Our Mother Ocean
Enclosure, Commons, and the Global Fishermen’s Movement
Mariarosa Dalla Costa, Monica Chilese
The ocean today is a central protagonist in the ongoing battle for life on earth. It is the site of a violent clash between the right to live and the right to profit, as corporate interests enclose the ocean’s vast common of living riches through tourism and industrial fishing—distorting landscapes, depleting fish stocks, and destroying barriers to protection against climate disaster.
Our Mother Ocean tells the story of the Fisherman’s Movement from its beginnings in Southern India to its central role in the struggle against neoliberal globalization. Since the 1970s, the Fisherman’s Movement has been one of the ocean’s closest and most impassioned protectors, raising key questions concerning the relationship between work and the safeguarding of common resources, the provision of community needs and environmental limits of the devastating industrialization of our oceans. While a remarkable political awareness has spread over the last 40 years around questions of food, agriculture and land, the issues of the sea have remained concealed, despite the protracted struggles between fish workers and those who oversee the sector and the exploitation of the ocean’s resources.
In this crucial intervention, Mariarosa Dalla Costa and Monica Chilese offer the ocean to the land-locked history of food sovereignty movements led primarily workers in the global South against dispossession.

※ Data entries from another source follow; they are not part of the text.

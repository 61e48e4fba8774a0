use serde::Serialize;

use crate::models::ProfileRecord;

pub const REQUIRED_FIELDS: [&str; 8] = [
    "fullName",
    "email",
    "phone",
    "linkedinProfile",
    "country",
    "currentOccupation",
    "yearsExperience",
    "industryExpertise",
];

pub const ENHANCEMENT_FIELDS: [&str; 6] = [
    "entrepreneurialExperience",
    "marketExpertise",
    "keySkills",
    "company",
    "companyLinkedin",
    "industryFocus",
];

#[derive(Debug, Clone, Copy, PartialEq, Eq, PartialOrd, Ord, Serialize)]
pub enum ProfileStatus {
    Basic,
    Enhanced,
    Verified,
}

#[derive(Debug, Clone, Copy, PartialEq, Eq)]
pub enum Tone {
    Red,
    Purple,
    Yellow,
    Blue,
    Green,
}

#[derive(Debug, Clone, Copy, PartialEq, Eq)]
pub enum BadgeIcon {
    User,
    Award,
    Shield,
}

impl ProfileStatus {
    pub fn from_enhanced_count(count: usize) -> Self {
        match count {
            5.. => ProfileStatus::Verified,
            3.. => ProfileStatus::Enhanced,
            _ => ProfileStatus::Basic,
        }
    }

    pub fn label(self) -> &'static str {
        match self {
            ProfileStatus::Basic => "Basic",
            ProfileStatus::Enhanced => "Enhanced",
            ProfileStatus::Verified => "Verified",
        }
    }

    pub fn badge(self) -> (Tone, BadgeIcon) {
        match self {
            ProfileStatus::Basic => (Tone::Yellow, BadgeIcon::User),
            ProfileStatus::Enhanced => (Tone::Blue, BadgeIcon::Award),
            ProfileStatus::Verified => (Tone::Green, BadgeIcon::Shield),
        }
    }
}

#[derive(Debug, Clone, Copy, PartialEq, Eq, Serialize, clap::ValueEnum)]
#[serde(rename_all = "lowercase")]
pub enum Role {
    Founder,
    Investor,
    Expert,
}

impl Role {
    pub fn label(self) -> &'static str {
        match self {
            Role::Founder => "Founder",
            Role::Investor => "Investor",
            Role::Expert => "Expert",
        }
    }

    pub fn tag_tone(self) -> Tone {
        match self {
            Role::Founder => Tone::Purple,
            Role::Investor => Tone::Blue,
            Role::Expert => Tone::Green,
        }
    }
}

/// Field lists the evaluator checks a profile against.
#[derive(Debug, Clone, PartialEq, Eq)]
pub struct Checklist {
    pub required: Vec<String>,
    pub enhancement: Vec<String>,
}

impl Default for Checklist {
    fn default() -> Self {
        Self {
            required: REQUIRED_FIELDS.iter().map(|field| field.to_string()).collect(),
            enhancement: ENHANCEMENT_FIELDS.iter().map(|field| field.to_string()).collect(),
        }
    }
}

fn filled_count(record: &ProfileRecord, fields: &[String]) -> usize {
    fields
        .iter()
        .filter(|field| record.text(field).is_some())
        .count()
}

pub fn completion_percentage(record: &ProfileRecord, required: &[String]) -> u8 {
    if required.is_empty() {
        return 0;
    }
    let filled = filled_count(record, required) as f64;
    (100.0 * filled / required.len() as f64).round() as u8
}

pub fn status(record: &ProfileRecord, enhancement: &[String]) -> ProfileStatus {
    ProfileStatus::from_enhanced_count(filled_count(record, enhancement))
}

pub fn completion_tone(percentage: u8) -> Tone {
    match percentage {
        0..=49 => Tone::Red,
        50..=79 => Tone::Yellow,
        _ => Tone::Green,
    }
}

#[derive(Debug, Clone, PartialEq, Eq, Serialize)]
#[serde(rename_all = "camelCase")]
pub struct ProfileSummary {
    pub display_name: String,
    pub title: String,
    pub initial: char,
    pub country: Option<String>,
    pub completion: u8,
    pub status: ProfileStatus,
}

pub fn summarize(record: &ProfileRecord, checklist: &Checklist) -> ProfileSummary {
    let name = record.text("fullName");
    ProfileSummary {
        display_name: name.unwrap_or("Your Name").to_string(),
        title: record
            .text("currentOccupation")
            .unwrap_or("Your Title")
            .to_string(),
        initial: name
            .and_then(|name| name.trim().chars().next())
            .map(|first| first.to_uppercase().next().unwrap_or(first))
            .unwrap_or('?'),
        country: record.text("country").map(str::to_string),
        completion: completion_percentage(record, &checklist.required),
        status: status(record, &checklist.enhancement),
    }
}
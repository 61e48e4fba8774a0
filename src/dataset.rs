use std::collections::HashSet;
use std::path::Path;

use anyhow::Context;
use chrono::{DateTime, NaiveDate, Utc};
use serde::{Deserialize, Serialize};
use uuid::Uuid;

use crate::models::{
    CompetitiveMetric, Deal, DealStatus, Expert, MarketAlert, MarketNews, MarketSegment,
    MarketStat, MarketSummary, MarketTrend, Service, Session, StageId, Trade,
};

/// Everything the views read, as supplied by the host.
#[derive(Debug, Clone, Default, PartialEq, Serialize, Deserialize)]
#[serde(rename_all = "camelCase", default)]
pub struct Dataset {
    pub deals: Vec<Deal>,
    pub sessions: Vec<Session>,
    pub experts: Vec<Expert>,
    pub services: Vec<Service>,
    pub market_stats: Vec<MarketStat>,
    pub market_trends: Vec<MarketTrend>,
    pub market_segments: Vec<MarketSegment>,
    pub competitive_metrics: Vec<CompetitiveMetric>,
    pub market_alerts: Vec<MarketAlert>,
    pub market_news: Vec<MarketNews>,
    #[serde(skip_serializing_if = "Option::is_none")]
    pub market_summary: Option<MarketSummary>,
    pub trades: Vec<Trade>,
}

pub fn load(path: &Path) -> anyhow::Result<Dataset> {
    let raw = std::fs::read_to_string(path)
        .with_context(|| format!("failed to read dataset {}", path.display()))?;
    let mut dataset: Dataset = serde_json::from_str(&raw)
        .with_context(|| format!("failed to decode dataset {}", path.display()))?;
    clamp_progress(&mut dataset.deals);
    tracing::debug!(
        path = %path.display(),
        deals = dataset.deals.len(),
        sessions = dataset.sessions.len(),
        trades = dataset.trades.len(),
        "dataset loaded"
    );
    Ok(dataset)
}

fn clamp_progress(deals: &mut [Deal]) {
    for deal in deals.iter_mut().filter(|deal| deal.progress > 100) {
        tracing::warn!(deal = %deal.id, progress = deal.progress, "clamping deal progress to 100");
        deal.progress = 100;
    }
}

pub fn save(path: &Path, dataset: &Dataset) -> anyhow::Result<()> {
    let encoded = serde_json::to_string_pretty(dataset)?;
    std::fs::write(path, encoded)
        .with_context(|| format!("failed to write dataset {}", path.display()))?;
    tracing::debug!(path = %path.display(), "dataset saved");
    Ok(())
}

#[derive(Debug, Deserialize)]
struct CsvDeal {
    id: Option<String>,
    venture_name: String,
    industry: String,
    amount: f64,
    stage: String,
    status: String,
    progress: u8,
    assigned_to: String,
    last_activity: NaiveDate,
    due_date: Option<NaiveDate>,
}

impl CsvDeal {
    fn into_deal(self) -> anyhow::Result<Deal> {
        let stage: StageId = self.stage.parse()?;
        let status: DealStatus = serde_json::from_value(serde_json::Value::String(self.status))?;
        Ok(Deal {
            id: self
                .id
                .filter(|id| !id.trim().is_empty())
                .unwrap_or_else(|| format!("deal-{}", Uuid::new_v4())),
            venture_name: self.venture_name,
            industry: self.industry,
            amount: self.amount,
            stage,
            status,
            progress: self.progress.min(100),
            assigned_to: self
                .assigned_to
                .split(';')
                .map(str::trim)
                .filter(|name| !name.is_empty())
                .map(str::to_string)
                .collect(),
            last_activity: start_of_day(self.last_activity),
            due_date: self.due_date.map(start_of_day),
        })
    }
}

fn start_of_day(date: NaiveDate) -> DateTime<Utc> {
    date.and_time(chrono::NaiveTime::MIN).and_utc()
}

/// Appends deals from a CSV export, skipping ids already present. Nothing is
/// appended unless every row decodes.
pub fn import_deals(dataset: &mut Dataset, reader: impl std::io::Read) -> anyhow::Result<usize> {
    let mut known: HashSet<String> = dataset.deals.iter().map(|deal| deal.id.clone()).collect();
    let mut reader = csv::Reader::from_reader(reader);
    let mut imported = Vec::new();

    for (line, result) in reader.deserialize::<CsvDeal>().enumerate() {
        let row = result.with_context(|| format!("invalid deal row {}", line + 1))?;
        let deal = row
            .into_deal()
            .with_context(|| format!("invalid deal row {}", line + 1))?;

        if !known.insert(deal.id.clone()) {
            tracing::warn!(deal = %deal.id, "skipping duplicate deal");
            continue;
        }
        imported.push(deal);
    }

    let inserted = imported.len();
    dataset.deals.extend(imported);
    Ok(inserted)
}

pub fn import_csv(dataset: &mut Dataset, csv_path: &Path) -> anyhow::Result<usize> {
    let file = std::fs::File::open(csv_path)
        .with_context(|| format!("failed to open {}", csv_path.display()))?;
    import_deals(dataset, file)
}
use std::collections::BTreeMap;
use std::fmt;
use std::str::FromStr;

use chrono::{DateTime, Utc};
use serde::{Deserialize, Serialize};
use serde_json::Value;

#[derive(Debug, Clone, PartialEq, Eq, thiserror::Error)]
#[error("unknown {kind} '{value}'")]
pub struct ParseError {
    pub kind: &'static str,
    pub value: String,
}

impl ParseError {
    pub fn new(kind: &'static str, value: &str) -> Self {
        Self {
            kind,
            value: value.to_string(),
        }
    }
}

/// Flat, loosely typed profile as supplied by the edit flow.
#[derive(Debug, Clone, Default, PartialEq, Serialize, Deserialize)]
#[serde(transparent)]
pub struct ProfileRecord(BTreeMap<String, Value>);

impl ProfileRecord {
    pub fn new() -> Self {
        Self::default()
    }

    pub fn with(mut self, field: &str, value: impl Into<Value>) -> Self {
        self.0.insert(field.to_string(), value.into());
        self
    }

    /// The field's text, only when it is a string with visible content.
    pub fn text(&self, field: &str) -> Option<&str> {
        match self.0.get(field) {
            Some(Value::String(value)) if !value.trim().is_empty() => Some(value.as_str()),
            _ => None,
        }
    }
}

#[derive(Debug, Clone, Copy, PartialEq, Eq, Hash, PartialOrd, Ord, Serialize, Deserialize)]
#[serde(rename_all = "kebab-case")]
pub enum StageId {
    Screening,
    DueDiligence,
    DealTerms,
    Closing,
}

impl StageId {
    /// Board display order.
    pub const ALL: [StageId; 4] = [
        StageId::Screening,
        StageId::DueDiligence,
        StageId::DealTerms,
        StageId::Closing,
    ];

    pub fn as_str(self) -> &'static str {
        match self {
            StageId::Screening => "screening",
            StageId::DueDiligence => "due-diligence",
            StageId::DealTerms => "deal-terms",
            StageId::Closing => "closing",
        }
    }

    pub fn name(self) -> &'static str {
        match self {
            StageId::Screening => "Screening",
            StageId::DueDiligence => "Due Diligence",
            StageId::DealTerms => "Deal Terms",
            StageId::Closing => "Closing",
        }
    }

    pub fn position(self) -> usize {
        match self {
            StageId::Screening => 0,
            StageId::DueDiligence => 1,
            StageId::DealTerms => 2,
            StageId::Closing => 3,
        }
    }
}

impl fmt::Display for StageId {
    fn fmt(&self, f: &mut fmt::Formatter<'_>) -> fmt::Result {
        f.write_str(self.as_str())
    }
}

impl FromStr for StageId {
    type Err = ParseError;

    fn from_str(value: &str) -> Result<Self, Self::Err> {
        StageId::ALL
            .into_iter()
            .find(|stage| stage.as_str().eq_ignore_ascii_case(value.trim()))
            .ok_or_else(|| ParseError::new("stage", value))
    }
}

#[derive(Debug, Clone, Copy, PartialEq, Eq, Serialize, Deserialize)]
pub enum DealStatus {
    New,
    #[serde(rename = "In Review")]
    InReview,
    Active,
    Negotiating,
    #[serde(other)]
    Other,
}

impl DealStatus {
    pub fn label(self) -> &'static str {
        match self {
            DealStatus::New => "New",
            DealStatus::InReview => "In Review",
            DealStatus::Active => "Active",
            DealStatus::Negotiating => "Negotiating",
            DealStatus::Other => "Other",
        }
    }
}

#[derive(Debug, Clone, PartialEq, Serialize, Deserialize)]
#[serde(rename_all = "camelCase")]
pub struct Deal {
    pub id: String,
    pub venture_name: String,
    pub industry: String,
    pub amount: f64,
    pub stage: StageId,
    pub status: DealStatus,
    pub progress: u8,
    #[serde(default)]
    pub assigned_to: Vec<String>,
    pub last_activity: DateTime<Utc>,
    #[serde(default, skip_serializing_if = "Option::is_none")]
    pub due_date: Option<DateTime<Utc>>,
}

#[derive(Debug, Clone, PartialEq)]
pub struct PipelineStage {
    pub id: StageId,
    pub name: &'static str,
    pub deals: Vec<Deal>,
}

impl PipelineStage {
    pub fn empty(id: StageId) -> Self {
        Self {
            id,
            name: id.name(),
            deals: Vec::new(),
        }
    }

    pub fn count(&self) -> usize {
        self.deals.len()
    }
}

#[derive(Debug, Clone, Copy, PartialEq, Eq, Serialize, Deserialize)]
#[serde(rename_all = "kebab-case")]
pub enum SessionStatus {
    Scheduled,
    InProgress,
    Completed,
    Cancelled,
}

impl SessionStatus {
    pub fn as_str(self) -> &'static str {
        match self {
            SessionStatus::Scheduled => "scheduled",
            SessionStatus::InProgress => "in-progress",
            SessionStatus::Completed => "completed",
            SessionStatus::Cancelled => "cancelled",
        }
    }

    pub fn label(self) -> &'static str {
        match self {
            SessionStatus::Scheduled => "Upcoming",
            SessionStatus::InProgress => "In Progress",
            SessionStatus::Completed => "Completed",
            SessionStatus::Cancelled => "Cancelled",
        }
    }

    pub fn is_open(self) -> bool {
        !matches!(self, SessionStatus::Completed | SessionStatus::Cancelled)
    }
}

#[derive(Debug, Clone, PartialEq, Eq, Serialize, Deserialize)]
#[serde(rename_all = "camelCase")]
pub struct ActionItem {
    pub description: String,
    #[serde(default)]
    pub completed: bool,
}

#[derive(Debug, Clone, PartialEq, Eq, Serialize, Deserialize)]
#[serde(rename_all = "camelCase")]
pub struct Material {
    pub id: String,
    pub name: String,
    #[serde(rename = "type")]
    pub kind: String,
    pub upload_date: DateTime<Utc>,
}

#[derive(Debug, Clone, PartialEq, Eq, Serialize, Deserialize)]
#[serde(rename_all = "camelCase")]
pub struct Feedback {
    pub rating: u8,
    pub comment: String,
    pub date: DateTime<Utc>,
}

#[derive(Debug, Clone, PartialEq, Serialize, Deserialize)]
#[serde(rename_all = "camelCase")]
pub struct Session {
    pub id: String,
    pub status: SessionStatus,
    pub expert_id: String,
    pub service_id: String,
    pub client_name: String,
    pub start_date: DateTime<Utc>,
    #[serde(default)]
    pub price: f64,
    #[serde(default)]
    pub is_paid: bool,
    #[serde(default)]
    pub progress: u8,
    #[serde(default, skip_serializing_if = "Option::is_none")]
    pub next_milestone: Option<String>,
    #[serde(default)]
    pub action_items: Vec<ActionItem>,
    #[serde(default)]
    pub materials: Vec<Material>,
    #[serde(default, skip_serializing_if = "Option::is_none")]
    pub notes: Option<String>,
    #[serde(default, skip_serializing_if = "Option::is_none")]
    pub feedback: Option<Feedback>,
}

#[derive(Debug, Clone, PartialEq, Eq, Serialize, Deserialize)]
#[serde(rename_all = "camelCase")]
pub struct Expert {
    pub id: String,
    pub name: String,
    #[serde(default)]
    pub title: String,
}

#[derive(Debug, Clone, PartialEq, Serialize, Deserialize)]
#[serde(rename_all = "camelCase")]
pub struct Service {
    pub id: String,
    pub name: String,
    #[serde(default)]
    pub price: f64,
}

#[derive(Debug, Clone, PartialEq, Serialize, Deserialize)]
#[serde(rename_all = "camelCase")]
pub struct MarketTrend {
    pub period: String,
    pub value: f64,
    #[serde(default, skip_serializing_if = "Option::is_none")]
    pub industry: Option<String>,
    #[serde(default, skip_serializing_if = "Option::is_none")]
    pub region: Option<String>,
}

#[derive(Debug, Clone, PartialEq, Serialize, Deserialize)]
#[serde(rename_all = "camelCase")]
pub struct MarketSegment {
    pub name: String,
    pub value: f64,
    #[serde(default, skip_serializing_if = "Option::is_none")]
    pub growth: Option<f64>,
}

#[derive(Debug, Clone, PartialEq, Serialize, Deserialize)]
#[serde(rename_all = "camelCase")]
pub struct CompetitiveMetric {
    pub name: String,
    pub value: f64,
    pub industry: String,
}

#[derive(Debug, Clone, Copy, PartialEq, Eq, Serialize, Deserialize)]
#[serde(rename_all = "lowercase")]
pub enum AlertKind {
    Critical,
    Warning,
    Info,
}

#[derive(Debug, Clone, PartialEq, Eq, Serialize, Deserialize)]
#[serde(rename_all = "camelCase")]
pub struct MarketAlert {
    pub id: String,
    pub title: String,
    pub description: String,
    pub date: DateTime<Utc>,
    #[serde(rename = "type")]
    pub kind: AlertKind,
}

#[derive(Debug, Clone, PartialEq, Eq, Serialize, Deserialize)]
#[serde(rename_all = "camelCase")]
pub struct MarketStat {
    pub label: String,
    pub value: String,
    #[serde(default)]
    pub unit: String,
    #[serde(default)]
    pub icon: String,
}

#[derive(Debug, Clone, PartialEq, Eq, Serialize, Deserialize)]
#[serde(rename_all = "camelCase")]
pub struct MarketNews {
    pub id: String,
    pub title: String,
    #[serde(default, alias = "intro")]
    pub description: String,
    pub date: DateTime<Utc>,
    #[serde(default)]
    pub source: String,
    #[serde(default)]
    pub url: String,
}

/// The generated market overview shown at the top of the intelligence page.
#[derive(Debug, Clone, PartialEq, Eq, Serialize, Deserialize)]
#[serde(rename_all = "camelCase")]
pub struct MarketSummary {
    pub executive_overview: String,
    #[serde(default)]
    pub key_insights: Vec<String>,
    pub market_sentiment: String,
    pub confidence_score: String,
    pub data_freshness: DateTime<Utc>,
}

#[derive(Debug, Clone, Copy, PartialEq, Eq, Hash, PartialOrd, Ord, Serialize, Deserialize)]
pub enum TradeType {
    Primary,
    Secondary,
}

impl TradeType {
    pub fn label(self) -> &'static str {
        match self {
            TradeType::Primary => "Primary",
            TradeType::Secondary => "Secondary",
        }
    }
}

#[derive(Debug, Clone, PartialEq, Serialize, Deserialize)]
#[serde(rename_all = "camelCase")]
pub struct Trade {
    pub id: String,
    pub trade_date_time: DateTime<Utc>,
    pub trade_type: TradeType,
    pub venture_name: String,
    pub investor_buyer_name: String,
    /// Primary issues have no selling investor.
    #[serde(default, skip_serializing_if = "Option::is_none")]
    pub investor_seller_name: Option<String>,
    pub trade_value: f64,
    #[serde(default)]
    pub market: String,
    #[serde(default)]
    pub industry: String,
}
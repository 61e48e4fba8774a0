use chrono::{DateTime, Utc};

/// Abbreviated dollar amount: `$1.5M`, `$3K`, `$500`.
pub fn format_currency(amount: f64) -> String {
    if amount >= 1_000_000.0 {
        return format!("${:.1}M", round_to(amount / 1_000_000.0, 1));
    }
    if amount >= 1_000.0 {
        return format!("${:.0}K", round_to(amount / 1_000.0, 0));
    }
    format!("${:.0}", round_to(amount, 0))
}

/// Trade-table variant with no plain-dollar tier: `$1.5M`, `$250K`, `$1K`.
pub fn format_trade_value(amount: f64) -> String {
    if amount >= 1_000_000.0 {
        return format!("${:.1}M", round_to(amount / 1_000_000.0, 1));
    }
    format!("${:.0}K", round_to(amount / 1_000.0, 0))
}

// `{:.N}` rounds ties to even; display amounts round ties away from zero.
fn round_to(value: f64, decimals: i32) -> f64 {
    let scale = 10f64.powi(decimals);
    (value * scale).round() / scale
}

pub fn format_time_ago(date: DateTime<Utc>) -> String {
    format_time_ago_at(date, Utc::now())
}

pub fn format_time_ago_at(date: DateTime<Utc>, now: DateTime<Utc>) -> String {
    let hours = (now - date).num_hours();
    if hours < 1 {
        return "Just now".to_string();
    }
    if hours < 24 {
        return format!("{hours}h ago");
    }
    format!("{}d ago", hours / 24)
}

/// Day-granularity variant used on deal cards.
pub fn format_days_ago(date: DateTime<Utc>, now: DateTime<Utc>) -> String {
    let days = (now - date).num_days();
    match days {
        i64::MIN..=0 => "Today".to_string(),
        1 => "Yesterday".to_string(),
        2..=6 => format!("{days} days ago"),
        7..=29 => format!("{} weeks ago", days / 7),
        _ => format!("{} months ago", days / 30),
    }
}

pub fn format_date(date: DateTime<Utc>) -> String {
    date.format("%b %-d, %Y").to_string()
}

Dalla Costa and Chilese draw attention to the polyvalent functions of the ocean as a source of food, medicine, raw materials, biodiversity and culture—and as a site of human labour and livelihood threatened by vast enclosures through industrial fishing and tourism. This book is an urgent reminder that the ocean is today the site of a heroic struggle for the preservation of life on earth. It points crucially to impassioned sectors of the movement of movements that endure in the global South, and details the stakes of the struggles and its outcomes on land and at sea as central for the future of life on earth.